Behrens told CSW the organisation had been through a “traumatic two years”, but that the strength of PHSO’s “superb” staff had shone through.

“It was quite clear talking to people throughout the organisation and outside in preparation for coming that there had to be reassurance and a plan for moving forward,” he says of the episode. “The reassurance is about having a leadership that sets out very clearly what the priorities of the organisation are, so we have to be first and foremost an ombudsman service that resolves complaints for groups and individuals.

https://www.civilserviceworld.com/in-depth/article/lessons-in-listening-phso-rob-behrens-doesnt-just-want-to-be-the-ombudsman-for-bad-news-and-recalls-working-with-cyril-ramaphosa

Just as Behrens set about his Pathway project at OIA, he began his tenure at PHSO by setting up new complaint standards for the NHS. This was a major project, launched in March 2021 (four years after his appointment) and they were still to be rolled out across the NHS in March 2023.

Our next step is to roll out Complaint Standards materials and training across the wider NHS. When doing so, NHS staff can be confident that the Standards have been tried and tested with their peers.

We will also begin to refer to the Standards in our casework. This will focus on identifying good practice and how local complaints handling can be improved.

https://www.ombudsman.org.uk/news-and-blog/blog/nhs-complaint-standards-value-good-complaints-handling

It has taken until October 2023 for PHSO to produce the standards for government bodies.

The pace of this work means that evaluation of these new complaint standards will occur well after Rob Behrens has left office. It could be argued that time and money could have been better used by rolling out the existing guidelines, My Expectations, as commended in the Health Select Committee report of 2015 and supported in the government response to that paper.

We welcome the work that has been done to produce what is essentially a best practice guide to first-tier complaints handling. There can be no excuse now for any health or care organisation not to have an appropriate mechanism in place to deal with concerns and complaints. It represents an important first step towards an overarching, single access-point complaints system. (Paragraph 79)

Government response: We agree that the work recently published by the Parliamentary and Health Service Ombudsman, the Local Government Ombudsman and Healthwatch England [“My Expectations for Raising Concerns and Complaints”] clearly defines universal expectations for what good complaints handling should be like. It has made clear what is required of organisations in respect of complaints handling, and now informs CQC’s inspections.


Rob Behrens stated that his primary purpose was to resolve complaints for groups and individuals. Let us look at his record on this key issue.

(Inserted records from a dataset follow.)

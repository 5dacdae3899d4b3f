//! Serialization of output records into `GeoJSON` features.

use geo::{BoundingRect, MapCoordsInPlace};
use geo_types::Coord;
use geojson::feature::Id;
use geojson::{Feature, JsonObject, JsonValue};
use geowriter_core_common::{
    DateTimeParts, DriverError, FieldDefinition, FieldValue, Geometry, OutputFeature,
    OutputFieldType, OutputGeometry, SpatialRef,
};
use serde_json::Number;

/// Layer creation options understood by the `GeoJSON` driver.
#[derive(Debug, Clone, Default, PartialEq, Eq)]
pub struct GeoJsonWriterOptions {
    /// Maximum number of decimals written per coordinate
    pub coordinate_precision: Option<usize>,
    /// Write a `bbox` member on every feature
    pub write_bbox: bool,
}

impl GeoJsonWriterOptions {
    /// Create new writer options with default settings
    #[must_use]
    pub fn new() -> Self {
        Self::default()
    }

    /// Set the coordinate precision
    #[must_use]
    pub fn with_coordinate_precision(mut self, precision: usize) -> Self {
        self.coordinate_precision = Some(precision);
        self
    }

    /// Set whether bounding boxes are written
    #[must_use]
    pub fn with_write_bbox(mut self, write_bbox: bool) -> Self {
        self.write_bbox = write_bbox;
        self
    }

    /// Parses `KEY=value` layer creation options. Unknown keys are ignored.
    ///
    /// # Errors
    ///
    /// Returns an error for values that do not parse.
    ///
    /// # Examples
    ///
    /// ```
    /// use geowriter_driver_geojson::GeoJsonWriterOptions;
    ///
    /// let options = GeoJsonWriterOptions::from_layer_options(&[
    ///     "COORDINATE_PRECISION=3".to_string(),
    ///     "write_bbox=yes".to_string(),
    /// ])
    /// .unwrap();
    /// assert_eq!(options.coordinate_precision, Some(3));
    /// assert!(options.write_bbox);
    /// ```
    pub fn from_layer_options(options: &[String]) -> Result<Self, DriverError> {
        let mut parsed = Self::default();
        for option in options {
            let Some((key, value)) = option.split_once('=') else {
                continue;
            };
            match key.to_ascii_uppercase().as_str() {
                "COORDINATE_PRECISION" => {
                    let precision = value.trim().parse::<usize>().map_err(|e| {
                        DriverError::failed(format!("invalid COORDINATE_PRECISION '{value}': {e}"))
                    })?;
                    parsed.coordinate_precision = Some(precision);
                },
                "WRITE_BBOX" => {
                    parsed.write_bbox = parse_bool(value).ok_or_else(|| {
                        DriverError::failed(format!("invalid WRITE_BBOX '{value}'"))
                    })?;
                },
                _ => {},
            }
        }
        Ok(parsed)
    }
}

fn parse_bool(value: &str) -> Option<bool> {
    match value.trim().to_ascii_uppercase().as_str() {
        "YES" | "TRUE" | "ON" | "1" => Some(true),
        "NO" | "FALSE" | "OFF" | "0" => Some(false),
        _ => None,
    }
}

/// Legacy `crs` member for references other than WGS 84.
///
/// Only references with an `AUTHORITY:CODE` identifier are described.
#[must_use]
pub fn crs_member(srs: &SpatialRef) -> Option<JsonValue> {
    let auth_id = srs.auth_id.as_deref()?;
    if auth_id.eq_ignore_ascii_case("EPSG:4326") {
        return None;
    }
    let (authority, code) = auth_id.split_once(':')?;
    Some(serde_json::json!({
        "type": "name",
        "properties": { "name": format!("urn:ogc:def:crs:{authority}::{code}") },
    }))
}

/// Converts a field value into its JSON property value.
///
/// Text is decoded as UTF-8, replacing invalid sequences. Non-finite reals
/// become `null`.
#[must_use]
pub fn field_value_to_json(field_type: OutputFieldType, value: &FieldValue) -> JsonValue {
    match value {
        FieldValue::Integer(v) => JsonValue::from(*v),
        FieldValue::Integer64(v) => JsonValue::from(*v),
        FieldValue::Real(v) => Number::from_f64(*v).map_or(JsonValue::Null, JsonValue::Number),
        FieldValue::String(bytes) => JsonValue::String(String::from_utf8_lossy(bytes).into_owned()),
        FieldValue::DateTime(parts) => JsonValue::String(format_parts(field_type, parts)),
    }
}

fn format_parts(field_type: OutputFieldType, parts: &DateTimeParts) -> String {
    let date = format!("{:04}-{:02}-{:02}", parts.year, parts.month, parts.day);
    let time = format!("{:02}:{:02}:{:02}", parts.hour, parts.minute, parts.second);
    match field_type {
        OutputFieldType::Date => date,
        OutputFieldType::Time => time,
        _ => format!("{date}T{time}"),
    }
}

/// An empty point carries NaN ordinates; any other empty geometry a zero
/// member count right after the header.
fn is_empty_wkb(wkb: &[u8]) -> bool {
    let body = wkb.get(5..).unwrap_or_default();
    if body.len() == 4 {
        return body == [0, 0, 0, 0];
    }
    let little_endian = wkb.first() == Some(&1);
    body.len() % 8 == 0
        && !body.is_empty()
        && body.chunks_exact(8).all(|chunk| {
            let mut bytes = [0u8; 8];
            bytes.copy_from_slice(chunk);
            let value = if little_endian {
                f64::from_le_bytes(bytes)
            } else {
                f64::from_be_bytes(bytes)
            };
            value.is_nan()
        })
}

fn round_to(value: f64, precision: usize) -> f64 {
    format!("{value:.precision$}").parse().unwrap_or(value)
}

/// Converts an imported geometry. Empty geometries become `None`.
///
/// # Errors
///
/// Returns an error when the WKB cannot be decoded.
pub fn geometry_to_json(
    geometry: &OutputGeometry,
    options: &GeoJsonWriterOptions,
) -> Result<Option<(geojson::Geometry, Option<Vec<f64>>)>, DriverError> {
    let parsed = Geometry::from_wkb(geometry.wkb.clone()).map_err(|e| DriverError::failed(e.to_string()))?;
    if is_empty_wkb(parsed.wkb()) {
        return Ok(None);
    }

    let mut decoded = parsed.to_geo().map_err(|e| DriverError::failed(e.to_string()))?;
    if let Some(precision) = options.coordinate_precision {
        decoded.map_coords_in_place(|c| Coord {
            x: round_to(c.x, precision),
            y: round_to(c.y, precision),
        });
    }

    let bbox = if options.write_bbox {
        decoded
            .bounding_rect()
            .map(|rect| vec![rect.min().x, rect.min().y, rect.max().x, rect.max().y])
    } else {
        None
    };

    Ok(Some((geojson::Geometry::new(geojson::Value::from(&decoded)), bbox)))
}

/// Builds the `GeoJSON` feature for `record` using the layer schema `fields`.
///
/// # Errors
///
/// Returns an error when a value refers to an unknown field or the geometry
/// cannot be decoded.
pub fn record_to_feature(
    record: &OutputFeature,
    fields: &[FieldDefinition],
    options: &GeoJsonWriterOptions,
) -> Result<Feature, DriverError> {
    let mut properties = JsonObject::new();
    for field in fields {
        properties.insert(field.name.clone(), JsonValue::Null);
    }
    for (&index, value) in &record.fields {
        let field = fields
            .get(index)
            .ok_or_else(|| DriverError::failed(format!("no field at index {index}")))?;
        properties.insert(field.name.clone(), field_value_to_json(field.field_type, value));
    }

    let (geometry, bbox) = match &record.geometry {
        Some(geometry) => geometry_to_json(geometry, options)?.map_or((None, None), |(g, b)| (Some(g), b)),
        None => (None, None),
    };

    Ok(Feature {
        bbox,
        geometry,
        id: record.fid.map(|fid| Id::Number(Number::from(fid))),
        properties: Some(properties),
        foreign_members: None,
    })
}

#[cfg(test)]
mod tests {
    use super::*;
    use geowriter_core_common::{DistanceUnit, GeometryKind, GeometryType};

    fn definition(name: &str, field_type: OutputFieldType) -> FieldDefinition {
        FieldDefinition {
            name: name.to_string(),
            field_type,
            width: None,
            precision: None,
        }
    }

    fn point(x: f64, y: f64) -> OutputGeometry {
        let geometry = Geometry::from_geo(&geo_types::Point::new(x, y).into()).unwrap();
        OutputGeometry {
            geometry_type: geometry.geometry_type(),
            wkb: geometry.into_wkb(),
        }
    }

    #[test]
    fn test_invalid_options() {
        assert!(GeoJsonWriterOptions::from_layer_options(&["COORDINATE_PRECISION=x".to_string()]).is_err());
        assert!(GeoJsonWriterOptions::from_layer_options(&["WRITE_BBOX=maybe".to_string()]).is_err());
        assert_eq!(
            GeoJsonWriterOptions::from_layer_options(&["FOO=1".to_string(), "BARE".to_string()]).unwrap(),
            GeoJsonWriterOptions::default()
        );
    }

    #[test]
    fn test_crs_member() {
        let wgs84 = SpatialRef::from_wkt("GEOGCS[...]", DistanceUnit::Degrees).with_auth_id("EPSG:4326");
        assert!(crs_member(&wgs84).is_none());

        let mercator = SpatialRef::from_wkt("PROJCS[...]", DistanceUnit::Meters).with_auth_id("EPSG:3857");
        assert_eq!(
            crs_member(&mercator).unwrap()["properties"]["name"],
            "urn:ogc:def:crs:EPSG::3857"
        );
    }

    #[test]
    fn test_temporal_values() {
        let parts = DateTimeParts {
            year: 2016,
            month: 3,
            day: 7,
            hour: 9,
            minute: 5,
            second: 1,
        };
        let value = FieldValue::DateTime(parts);
        assert_eq!(field_value_to_json(OutputFieldType::Date, &value), "2016-03-07");
        assert_eq!(field_value_to_json(OutputFieldType::Time, &value), "09:05:01");
        assert_eq!(
            field_value_to_json(OutputFieldType::DateTime, &value),
            "2016-03-07T09:05:01"
        );
        assert_eq!(
            field_value_to_json(OutputFieldType::Real, &FieldValue::Real(f64::NAN)),
            JsonValue::Null
        );
    }

    #[test]
    fn test_record_to_feature() {
        let fields = vec![
            definition("name", OutputFieldType::String),
            definition("pop", OutputFieldType::Integer64),
            definition("area", OutputFieldType::Real),
        ];
        let mut record = OutputFeature::new();
        record.set_field(0, FieldValue::String("Zürich".as_bytes().to_vec()));
        record.set_field(1, FieldValue::Integer64(421_878));
        record.geometry = Some(point(8.541_694_1, 47.376_887_3));
        record.fid = Some(3_000_000_000);

        let options = GeoJsonWriterOptions::new()
            .with_coordinate_precision(3)
            .with_write_bbox(true);
        let feature = record_to_feature(&record, &fields, &options).unwrap();

        let properties = feature.properties.as_ref().unwrap();
        assert_eq!(properties["name"], "Zürich");
        assert_eq!(properties["pop"], 421_878);
        assert_eq!(properties["area"], JsonValue::Null);
        assert_eq!(feature.bbox, Some(vec![8.542, 47.377, 8.542, 47.377]));
        assert_eq!(feature.id, Some(Id::Number(Number::from(3_000_000_000_i64))));
        assert_eq!(
            feature.geometry.unwrap().value,
            geojson::Value::Point(vec![8.542, 47.377])
        );
    }

    #[test]
    fn test_empty_geometry_is_null() {
        let empty = Geometry::empty(GeometryType::xy(GeometryKind::Polygon));
        let geometry = OutputGeometry {
            geometry_type: empty.geometry_type(),
            wkb: empty.into_wkb(),
        };
        assert!(geometry_to_json(&geometry, &GeoJsonWriterOptions::default()).unwrap().is_none());

        let empty_point = Geometry::empty(GeometryType::xy(GeometryKind::Point));
        assert!(is_empty_wkb(empty_point.wkb()));
        assert!(!is_empty_wkb(point(1.0, 2.0).wkb.as_slice()));
    }
}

During his time at OIA, Behrens oversaw a low uphold rate for complaints about Higher Education Institutions (HEI) Just 4% were found to be fully justified and 73% were rejected as either unjustified or not within their remit. final report 2016/17 (p9).

A study by Dr David Hockey ((investigative criminologist & researcher) published in March 2020 ‘The Ombudsman Complaint System; a Lack of Transparency and Impartiality’ found this uphold rate to be significantly biased towards the institutions.

Although the OIA’s annual findings are statistically significant in favour of the providers’, p < 0.05 (see OIA annual reports 2018), in the rare event of the OIA finding a complaint to be ‘justified’ (about 4–6% of complaints annually) or ‘partly justified’ (about 11%), the OIA will suggest a financial figure to the provider to pay to the complainant by way of compensation. 

https://link.springer.com/article/10.1007/s11115-020-00469-2 paywall

This perceived bias caused considerable disquiet among service users, as described by Hockey in his study.

“Many students were angry and frustrated that in the event of a conflict of evidence, they perceived that the HEI account was accepted and their own rejected for no satisfactory reason that they could see.” (Price and Laybourne 2009). 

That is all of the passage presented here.